# Victoria College Swimming Pool



## jemiljan

Hey all,

I've heard tell that you can now pay to use the pool at the Victoria College in Maadi. Would anyone here know more? Something about how you can do it when the swim team isn't practicing?


----------



## Sonrisa

No idea, but my kids did swimming lessons there for a while and its pretty crowded!


----------



## jemiljan

Sonrisa said:


> No idea, but my kids did swimming lessons there for a while and its pretty crowded!


Yeah, I found the info. It's the same people who run the swimming school, but apparently you can swim there outside of the class and swim meet times. 

https://www.facebook.com/oceanswimschools

I've yet to try it out, but I'll report back.


----------



## jemiljan

Sonrisa said:


> No idea, but my kids did swimming lessons there for a while and its pretty crowded!
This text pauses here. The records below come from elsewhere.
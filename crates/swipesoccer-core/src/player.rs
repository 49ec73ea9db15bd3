use serde::{Deserialize, Serialize};
use uuid::Uuid;

/// Durable identifier of a player, stable across reconnects.
pub type PlayerId = Uuid;

/// Name given to players who register without one.
pub const DEFAULT_PLAYER_NAME: &str = "Guest";

/// Maximum display name length, in bytes.
pub const MAX_NAME_LEN: usize = 32;

/// Maximum identity token length, in bytes.
pub const MAX_TOKEN_LEN: usize = 64;

/// A participant as seen by the other players of a game.
#[derive(Debug, Clone, PartialEq, Eq, Serialize, Deserialize)]
pub struct PlayerInfo {
    pub id: PlayerId,
    pub name: String,
}

impl PlayerInfo {
    pub fn new(id: PlayerId, name: impl Into<String>) -> Self {
        Self {
            id,
            name: name.into(),
        }
    }
}

/// Trim and check a display name. Returns `None` if it is empty, too long,
/// or contains control characters.
pub fn sanitize_name(raw: &str) -> Option<String> {
    let name = raw.trim();
    if name.is_empty() || name.len() > MAX_NAME_LEN || name.chars().any(|c| c.is_control()) {
        return None;
    }
    Some(name.to_string())
}

/// Identity tokens are opaque, but must be non-empty, bounded and printable.
pub fn is_valid_token(token: &str) -> bool {
    !token.is_empty() && token.len() <= MAX_TOKEN_LEN && !token.chars().any(|c| c.is_control())
}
OK, I have the skinny on the Ocean Swim School. Yes, you can pay 400 LE a month to go to the pool 3 days a week, 12 times a month, for one hour, at the exact same time as the kids are getting coached. Like you said, it's pretty crowded and noisy, and I didn't really see a way that I could do laps. The times you can go are: Sun Tu Th 4- 8 PM, and fri sat 3-6 PM.

So it's not for me, but I just found out that Gold's gym is running a special for their morning memberships, just under 3,000 LE, though I'm not sure if it's for the whole year or not. Still that's more my speed. 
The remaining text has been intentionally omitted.